## [Exercise details]
Write out once more the lines running from the top of the entries below to the line with "pub const WEAPON_SLOT_COUNT: usize = 3;", both ends included.

## [Given entries]
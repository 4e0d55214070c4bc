//! Tuning constants, grouped by the system that reads them

use crate::util::fixed::Fp;

/// Shared character defaults
pub mod character {
    use super::Fp;

    /// Weapon slots per character; slot 0 always holds the melee weapon
    pub const WEAPON_SLOT_COUNT: usize = 3;
    /// Melee slot index
    pub const MELEE_SLOT: usize = 0;
    /// Special-ability slots per character
    pub const SPECIAL_SLOT_COUNT: usize = 2;
    pub const DEFAULT_MAX_HEALTH: Fp = Fp::from_int(100);
    pub const DEFAULT_MAX_SHIELD: Fp = Fp::from_int(100);
    pub const DEFAULT_MAX_AMMO: Fp = Fp::from_int(100);
    /// Base movement speed (units per second)
    pub const DEFAULT_SPEED: Fp = Fp::from_int(6);
    pub const DEFAULT_MAX_EQUIPMENT: u8 = 4;
    /// Height above the ground used as "chest" for line-of-sight casts
    pub const CHEST_HEIGHT: Fp = Fp::ONE;
    /// Collision radius used by the reference physics
    pub const RADIUS: Fp = Fp::HALF;
    /// Minimum delay between two activations of the same special
    pub const SPECIAL_REUSE_DELAY: Fp = Fp::from_int(1);
}

/// Special-ability effects applied by the world
pub mod specials {
    use super::Fp;

    /// Blast radius of thrown specials
    pub const SPECIAL_BLAST_RADIUS: Fp = Fp::from_milli(2500);
    pub const SPECIAL_BLAST_DAMAGE: Fp = Fp::from_int(30);
    /// Shield granted by the self buff
    pub const SPECIAL_SHIELD_AMOUNT: Fp = Fp::from_int(50);
    /// Charges handed to each bot at spawn
    pub const STARTING_CHARGES: u8 = 1;
}

/// Decision orchestration timings
pub mod decision {
    use super::Fp;

    /// Default round-robin window (ticks)
    pub const DEFAULT_TICK_WINDOW: u32 = 15;
    /// Default post-spawn grace period (seconds)
    pub const DEFAULT_SPAWN_GRACE: Fp = Fp::from_int(2);
    /// Delay after a collection ends before the next decision
    pub const COLLECT_WAIT_PADDING: Fp = Fp::from_milli(100);
    /// Forced re-decision delay after a navigation callback
    pub const NAV_RETRY_DELAY: Fp = Fp::from_ratio(1, 100);
    /// Re-decision delay for a bot with nothing to do
    pub const IDLE_RETRY_DELAY: Fp = Fp::from_ratio(5, 100);
    /// A bot that moved less than this (squared) between passes is stuck
    pub const STUCK_DETECTION_SQR_DISTANCE: Fp = Fp::from_milli(100);
}

/// Targeting and combat micro-behaviour
pub mod combat {
    use super::Fp;

    /// Two characters closer than this (squared) are treated as overlapping
    pub const OVERLAP_SQR_DISTANCE: Fp = Fp::from_milli(200);
    pub const NUDGE_MIN_DISTANCE: Fp = Fp::from_int(1);
    pub const NUDGE_MAX_DISTANCE: Fp = Fp::from_int(3);
    /// Default aim interpolation step per decision pass (radians)
    pub const DEFAULT_AIM_TURN_STEP: Fp = Fp::HALF;
    /// Health ratio under which a bot counts as low life
    pub const LOW_LIFE_RATIO: Fp = Fp::from_milli(200);
    /// Vitality gap at which a bot stops circling its target
    pub const LOSING_BADLY_MARGIN: Fp = Fp::HALF;
    /// Retreat distance bounds, as a fraction of weapon range
    pub const RETREAT_MIN_FRACTION: Fp = Fp::from_milli(330);
    pub const RETREAT_MAX_FRACTION: Fp = Fp::from_milli(660);
    /// Strafe rotation bounds around the target (radians)
    pub const STRAFE_MIN_ANGLE: Fp = Fp::from_milli(350);
    pub const STRAFE_MAX_ANGLE: Fp = Fp::from_milli(800);
}

/// Safe-zone margins and movement geometry
pub mod zone {
    use super::Fp;

    /// Fraction of r² still considered safe while the circle shrinks
    pub const SHRINKING_SPARE_SPACE: Fp = Fp::from_milli(300);
    /// Fraction of r² considered safe while the circle is static
    pub const STATIC_SPARE_SPACE: Fp = Fp::from_milli(750);
    /// Flee destination: centre + ray * R * (BASE ± JITTER)
    pub const SAFE_AREA_RANGE_BASE: Fp = Fp::HALF;
    pub const SAFE_AREA_RANGE_JITTER: Fp = Fp::from_milli(330);
    /// Wander bearing offset bounds (radians)
    pub const WANDER_MIN_ANGLE: Fp = Fp::from_milli(200);
    pub const WANDER_MAX_ANGLE: Fp = Fp::from_milli(750);
    /// Wander distance bounds, as a fraction of circle radius
    pub const WANDER_MIN_RADIUS: Fp = Fp::from_milli(250);
    pub const WANDER_MAX_RADIUS: Fp = Fp::from_milli(750);
    /// Wander radius around the bot when no circle exists
    pub const WANDER_RADIUS_WITHOUT_CIRCLE: Fp = Fp::from_int(12);
    /// How far short of a teammate a follower stops
    pub const TEAMMATE_FOLLOW_DISTANCE: Fp = Fp::from_int(5);
}

/// Knock-out and revive rules for team modes
pub mod revive {
    use super::Fp;

    /// Knock-outs a character can come back from in one match
    pub const MAX_KNOCKOUTS: u8 = 2;
    /// Health pool handed to a knocked-out character, as a fraction of max health
    pub const LIFE_ON_KNOCKED_OUT: Fp = Fp::ONE;
    /// Health restored on revive, as a fraction of max health
    pub const LIFE_ON_REVIVED: Fp = Fp::from_milli(300);
    /// Hits on a knocked-out character are scaled by this
    pub const KNOCKED_OUT_DAMAGE_FACTOR: Fp = Fp::HALF;
    /// Bleed-out tick while nobody is reviving
    pub const BLEED_INTERVAL: Fp = Fp::ONE;
    /// Health lost per bleed tick, as a fraction of max health
    pub const BLEED_FRACTION: Fp = Fp::from_milli(50);
    /// Teammates this close (squared) to a knocked-out character revive it
    pub const REVIVE_RANGE_SQR: Fp = Fp::from_int(2);
    /// Seconds of uninterrupted reviving needed
    pub const TIME_TO_REVIVE: Fp = Fp::from_int(3);
    /// Bots only walk over to revive teammates this close (squared)
    pub const MAX_DISTANCE_TO_TRY_TO_REVIVE_SQR: Fp = Fp::from_int(625);
    /// How far past the teammate a reviving bot aims its path
    pub const REVIVE_APPROACH_OVERSHOOT: Fp = Fp::HALF;
    /// A knocked-out bot crawls this close to its teammate
    pub const KNOCKED_OUT_FOLLOW_DISTANCE: Fp = Fp::from_milli(1500);
    /// Gap (squared) a knocked-out bot tolerates before crawling closer
    pub const KNOCKED_OUT_MAX_DISTANCE_SQR: Fp = Fp::from_int(3);
}

/// Pickup need thresholds
pub mod pickups {
    use super::Fp;

    /// Default chunk edge (world units)
    pub const DEFAULT_CHUNK_SIZE: Fp = Fp::from_int(16);
    /// Default "already basically adjacent" radius
    pub const DEFAULT_CLOSE_RADIUS: Fp = Fp::from_int(3);
    pub const AMMO_CLOSE_NEED: Fp = Fp::from_milli(990);
    pub const AMMO_FAR_NEED: Fp = Fp::HALF;
    pub const HEALTH_FAR_NEED: Fp = Fp::HALF;
    pub const SHIELD_FAR_NEED: Fp = Fp::HALF;
}

/// Match-start roster population
pub mod roster {
    use super::Fp;

    /// First team id handed to bot-only parties
    pub const TEAM_ID_START_BOT_PARTIES: i32 = 100;
    /// First team id handed to solo bots
    pub const TEAM_ID_START_SOLO: i32 = 1000;
    /// Skill-rating jitter, drawn from [-JITTER, JITTER)
    pub const SKILL_RATING_JITTER: i32 = 50;
    /// Per-name-index decision interval offset
    pub const DECISION_INTERVAL_JITTER: Fp = Fp::from_milli(1);
    /// Per-name-index look-for-targets interval offset
    pub const LOOK_INTERVAL_JITTER: Fp = Fp::from_ratio(1, 10_000);
    /// Bounds for "don't panic until this much time is left" (seconds)
    pub const CIRCLE_PANIC_MIN: Fp = Fp::from_int(2);
    pub const CIRCLE_PANIC_MAX: Fp = Fp::from_int(30);
    /// Stat modifier duration that never expires
    pub const INFINITE_DURATION: Fp = Fp::MAX;
}

/// Headless harness rules
pub mod sim {
    use super::Fp;

    /// Default tick rate in Hz
    pub const TICK_RATE: u32 = 30;
    /// Distance (squared) at which a character starts collecting an item
    pub const COLLECT_REACH_SQR: Fp = Fp::ONE;
    pub const COLLECT_TIME_CONSUMABLE: Fp = Fp::from_milli(250);
    pub const COLLECT_TIME_WEAPON: Fp = Fp::HALF;
    pub const COLLECT_TIME_CHEST: Fp = Fp::ONE;
    /// Ammo burned per second of ranged fire
    pub const AMMO_PER_SECOND: Fp = Fp::from_int(8);
    /// Amount restored by a consumable
    pub const CONSUMABLE_AMOUNT: Fp = Fp::from_int(50);
}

## [Solution for this task]
repository 4e0d55214070c4bc
//! Tuning constants, grouped by the system that reads them

use crate::util::fixed::Fp;

/// Shared character defaults
pub mod character {
    use super::Fp;

    /// Weapon slots per character; slot 0 always holds the melee weapon
    pub const WEAPON_SLOT_COUNT: usize = 3;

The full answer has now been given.